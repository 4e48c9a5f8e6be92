//! Assistant configuration: service endpoints plus the orchestrator settings.

use std::path::{Path, PathBuf};

use anyhow::{Context, Result};
use serde::{Deserialize, Serialize};

use roster_kernel::{DayGeneratorConfig, OrchestratorConfig};

/// Runtime configuration of the assistant binary.
///
/// Loaded from an optional JSON file; CLI flags and environment variables
/// override the endpoint fields afterwards.
#[derive(Debug, Clone, PartialEq, Serialize, Deserialize)]
#[serde(default)]
pub struct AssistantConfig {
    /// Chat server root (Ollama or vLLM)
    pub chat_host: String,

    /// Solver service root
    pub solver_url: String,

    /// Personnel service root
    pub personnel_url: String,

    /// Read personnel from this JSON file instead of the personnel service
    #[serde(skip_serializing_if = "Option::is_none")]
    pub personnel_file: Option<PathBuf>,

    /// Seed for the generated starting schedule
    pub seed: u64,

    /// Day layout for the generated starting schedule
    pub day: DayGeneratorConfig,

    /// Orchestrator settings
    pub orchestrator: OrchestratorConfig,
}

impl Default for AssistantConfig {
    fn default() -> Self {
        Self {
            chat_host: "http://localhost:11434".to_string(),
            solver_url: "http://localhost:8080".to_string(),
            personnel_url: "http://localhost:8081".to_string(),
            personnel_file: None,
            seed: 42,
            day: DayGeneratorConfig::default(),
            orchestrator: OrchestratorConfig::default(),
        }
    }
}

impl AssistantConfig {
    /// Load from a JSON file. Missing fields keep their defaults.
    pub fn load(path: impl AsRef<Path>) -> Result<Self> {
        let path = path.as_ref();
        let json = std::fs::read_to_string(path)
            .with_context(|| format!("Failed to read config file {}", path.display()))?;
        serde_json::from_str(&json)
            .with_context(|| format!("Failed to parse config file {}", path.display()))
    }

    /// Load from `path` when given, defaults otherwise.
    pub fn load_or_default(path: Option<&Path>) -> Result<Self> {
        match path {
            Some(path) => Self::load(path),
            None => Ok(Self::default()),
        }
    }
}

#[cfg(test)]
mod tests {
    use super::*;

    #[test]
    fn test_partial_file() {
        let path = std::env::temp_dir().join("roster-assistant-config-test.json");
        std::fs::write(
            &path,
            r#"{"solver_url": "http://solver:9000", "orchestrator": {"summarize": false}}"#,
        )
        .unwrap();

        let config = AssistantConfig::load(&path).unwrap();
        std::fs::remove_file(&path).ok();

        assert_eq!(config.solver_url, "http://solver:9000");
        assert_eq!(config.chat_host, "http://localhost:11434");
        assert!(!config.orchestrator.summarize);
        assert_eq!(config.orchestrator.model, "qwen3:8b");
    }

    #[test]
    fn test_missing_file_is_error() {
        let missing = Path::new("/nonexistent/roster.json");
        assert!(AssistantConfig::load_or_default(Some(missing)).is_err());
        assert_eq!(
            AssistantConfig::load_or_default(None).unwrap(),
            AssistantConfig::default()
        );
    }
}
//! Error types for the orchestration core.
//!
//! Local problems (an unknown tool, an out-of-range weight) are absorbed by the
//! loop and only logged. Failures of an external collaborator abort the
//! current turn and reach the caller as a [`TurnFailure`] together with the
//! partial message log.

use thiserror::Error;

use crate::backend::ChatMessage;

/// Errors from the strict scheduling API.
#[derive(Debug, Clone, PartialEq, Eq, Error)]
pub enum ScheduleError {
    #[error("event not found: {0}")]
    EventNotFound(String),
    #[error("event already exists: {0}")]
    DuplicateEvent(String),
    #[error("unknown resource: {0}")]
    UnknownResource(String),
    #[error("event {0} ends before it starts")]
    EmptyInterval(String),
}

/// Non-fatal problems with a single tool call.
#[derive(Debug, Clone, PartialEq, Eq, Error)]
pub enum ToolError {
    #[error("unknown tool: {0}")]
    UnknownTool(String),
    #[error("missing argument `{argument}` for {tool}")]
    MissingArgument { tool: String, argument: String },
    #[error("invalid weight value for {tool}: {value}")]
    InvalidWeightValue { tool: String, value: String },
}

/// Failure reported by a collaborator implementation.
#[derive(Debug, Clone, PartialEq, Eq, Error)]
#[error("{0}")]
pub struct BackendError(pub String);

impl BackendError {
    pub fn new(message: impl Into<String>) -> Self {
        Self(message.into())
    }
}

/// Failures that abort a turn.
#[derive(Debug, Clone, PartialEq, Eq, Error)]
pub enum TurnError {
    #[error("chat backend failed: {0}")]
    ChatFailed(String),
    #[error("solve failed: {0}")]
    SolveFailed(String),
}

/// A failed turn, carrying whatever message log had been built.
#[derive(Debug, Clone, Error)]
#[error("turn {turn_id} failed: {error}")]
pub struct TurnFailure {
    pub turn_id: String,
    #[source]
    pub error: TurnError,
    pub messages: Vec<ChatMessage>,
}
//! Roster Kernel: natural-language control of a constraint-based scheduler.
//!
//! A chat model turns a user's instruction into calls on a fixed tool
//! vocabulary. Weight tools adjust the hard/soft weights of the solver's
//! constraints; `solveScheduler` sends the schedule, personnel and weights to
//! an external solver and folds the returned assignments back into the
//! schedule. External services sit behind the traits in [`backend`].

pub mod backend;
pub mod config;
pub mod error;
pub mod generator;
pub mod orchestrator;
pub mod prompts;
pub mod schedule;
pub mod solve;
pub mod tools;
pub mod weights;

pub use backend::{ChatBackend, ChatMessage, ChatReply, ChatRequest, PersonnelDirectory, Role, Solver, ToolCall};
pub use config::{OrchestratorConfig, ToolsetConfig, WeightConfig};
pub use error::{BackendError, ScheduleError, ToolError, TurnError, TurnFailure};
pub use generator::{DayGenerator, DayGeneratorConfig};
pub use orchestrator::{CallStatus, ExecutedCall, Orchestrator, Session, SolveSummary, TurnOutcome, TurnState};
pub use schedule::{Event, EventId, Resource, ResourceId, Schedule};
pub use solve::{PersonnelRecord, Reconciliation, SolveRequest, SolveResponse, SolvedAssignment};
pub use tools::{ToolName, ToolRegistry};
pub use weights::{ConstraintName, ConstraintWeight, WeightEncoding, WeightModel};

________________

#### What the task asks
Exactly as it stands, output the whole listing.

#### Result of this exercise
repository 4e48c9a5f8e6be92
//! Assistant configuration: service endpoints plus the orchestrator settings.

use std::path::{Path, PathBuf};

use anyhow::{Context, Result};
use serde::{Deserialize, Serialize};

use roster_kernel::{DayGeneratorConfig, OrchestratorConfig};

/// Runtime configuration of the assistant binary.
///
/// Loaded from an optional JSON file; CLI flags and environment variables
/// override the endpoint fields afterwards.
#[derive(Debug, Clone, PartialEq, Serialize, Deserialize)]
#[serde(default)]
pub struct AssistantConfig {
    /// Chat server root (Ollama or vLLM)
    pub chat_host: String,

    /// Solver service root
    pub solver_url: String,

    /// Personnel service root
    pub personnel_url: String,

    /// Read personnel from this JSON file instead of the personnel service
    #[serde(skip_serializing_if = "Option::is_none")]
    pub personnel_file: Option<PathBuf>,

    /// Seed for the generated starting schedule
    pub seed: u64,

    /// Day layout for the generated starting schedule
    pub day: DayGeneratorConfig,

    /// Orchestrator settings
    pub orchestrator: OrchestratorConfig,
}

impl Default for AssistantConfig {
    fn default() -> Self {
        Self {
            chat_host: "http://localhost:11434".to_string(),
            solver_url: "http://localhost:8080".to_string(),
            personnel_url: "http://localhost:8081".to_string(),
            personnel_file: None,
            seed: 42,
            day: DayGeneratorConfig::default(),
            orchestrator: OrchestratorConfig::default(),
        }
    }
}

impl AssistantConfig {
    /// Load from a JSON file. Missing fields keep their defaults.
    pub fn load(path: impl AsRef<Path>) -> Result<Self> {
        let path = path.as_ref();
        let json = std::fs::read_to_string(path)
            .with_context(|| format!("Failed to read config file {}", path.display()))?;
        serde_json::from_str(&json)
            .with_context(|| format!("Failed to parse config file {}", path.display()))
    }

    /// Load from `path` when given, defaults otherwise.
    pub fn load_or_default(path: Option<&Path>) -> Result<Self> {
        match path {
            Some(path) => Self::load(path),
            None => Ok(Self::default()),
        }
    }
}

#[cfg(test)]
mod tests {
    use super::*;

    #[test]
    fn test_partial_file() {
        let path = std::env::temp_dir().join("roster-assistant-config-test.json");
        std::fs::write(
            &path,
            r#"{"solver_url": "http://solver:9000", "orchestrator": {"summarize": false}}"#,
        )
        .unwrap();

        let config = AssistantConfig::load(&path).unwrap();
        std::fs::remove_file(&path).ok();

        assert_eq!(config.solver_url, "http://solver:9000");
        assert_eq!(config.chat_host, "http://localhost:11434");
        assert!(!config.orchestrator.summarize);
        assert_eq!(config.orchestrator.model, "qwen3:8b");
    }

    #[test]
    fn test_missing_file_is_error() {
        let missing = Path::new("/nonexistent/roster.json");
        assert!(AssistantConfig::load_or_default(Some(missing)).is_err());
        assert_eq!(
            AssistantConfig::load_or_default(None).unwrap(),
            AssistantConfig::default()
        );
    }
}
//! Error types for the orchestration core.
//!
//! Local problems (an unknown tool, an out-of-range weight) are absorbed by the
//! loop and only logged. Failures of an external collaborator abort the
//! current turn and reach the caller as a [`TurnFailure`] together with the
//! partial message log.

use thiserror::Error;

use crate::backend::ChatMessage;

/// Errors from the strict scheduling API.
#[derive(Debug, Clone, PartialEq, Eq, Error)]
pub enum ScheduleError {
    #[error("event not found: {0}")]
    EventNotFound(String),
    #[error("event already exists: {0}")]
    DuplicateEvent(String),
    #[error("unknown resource: {0}")]
    UnknownResource(String),
    #[error("event {0} ends before it starts")]
    EmptyInterval(String),
}

/// Non-fatal problems with a single tool call.
#[derive(Debug, Clone, PartialEq, Eq, Error)]
pub enum ToolError {
    #[error("unknown tool: {0}")]
    UnknownTool(String),
    #[error("missing argument `{argument}` for {tool}")]
    MissingArgument { tool: String, argument: String },
    #[error("invalid weight value for {tool}: {value}")]
    InvalidWeightValue { tool: String, value: String },
}

/// Failure reported by a collaborator implementation.
#[derive(Debug, Clone, PartialEq, Eq, Error)]
#[error("{0}")]
pub struct BackendError(pub String);

impl BackendError {
    pub fn new(message: impl Into<String>) -> Self {
        Self(message.into())
    }
}

/// Failures that abort a turn.
#[derive(Debug, Clone, PartialEq, Eq, Error)]
pub enum TurnError {
    #[error("chat backend failed: {0}")]
    ChatFailed(String),
    #[error("solve failed: {0}")]
    SolveFailed(String),
}

/// A failed turn, carrying whatever message log had been built.
#[derive(Debug, Clone, Error)]
#[error("turn {turn_id} failed: {error}")]
pub struct TurnFailure {
    pub turn_id: String,
    #[source]
    pub error: TurnError,
    pub messages: Vec<ChatMessage>,
}
//! Roster Kernel: natural-language control of a constraint-based scheduler.
//!
//! A chat model turns a user's instruction into calls on a fixed tool
//! vocabulary. Weight tools adjust the hard/soft weights of the solver's
//! constraints; `solveScheduler` sends the schedule, personnel and weights to
//! an external solver and folds the returned assignments back into the
//! schedule. External services sit behind the traits in [`backend`].

pub mod backend;
pub mod config;
pub mod error;
pub mod generator;
pub mod orchestrator;
pub mod prompts;
pub mod schedule;
pub mod solve;
pub mod tools;
pub mod weights;

pub use backend::{ChatBackend, ChatMessage, ChatReply, ChatRequest, PersonnelDirectory, Role, Solver, ToolCall};
pub use config::{OrchestratorConfig, ToolsetConfig, WeightConfig};
pub use error::{BackendError, ScheduleError, ToolError, TurnError, TurnFailure};
pub use generator::{DayGenerator, DayGeneratorConfig};
pub use orchestrator::{CallStatus, ExecutedCall, Orchestrator, Session, SolveSummary, TurnOutcome, TurnState};
pub use schedule::{Event, EventId, Resource, ResourceId, Schedule};
pub use solve::{PersonnelRecord, Reconciliation, SolveRequest, SolveResponse, SolvedAssignment};
pub use tools::{ToolName, ToolRegistry};
pub use weights::{ConstraintName, ConstraintWeight, WeightEncoding, WeightModel};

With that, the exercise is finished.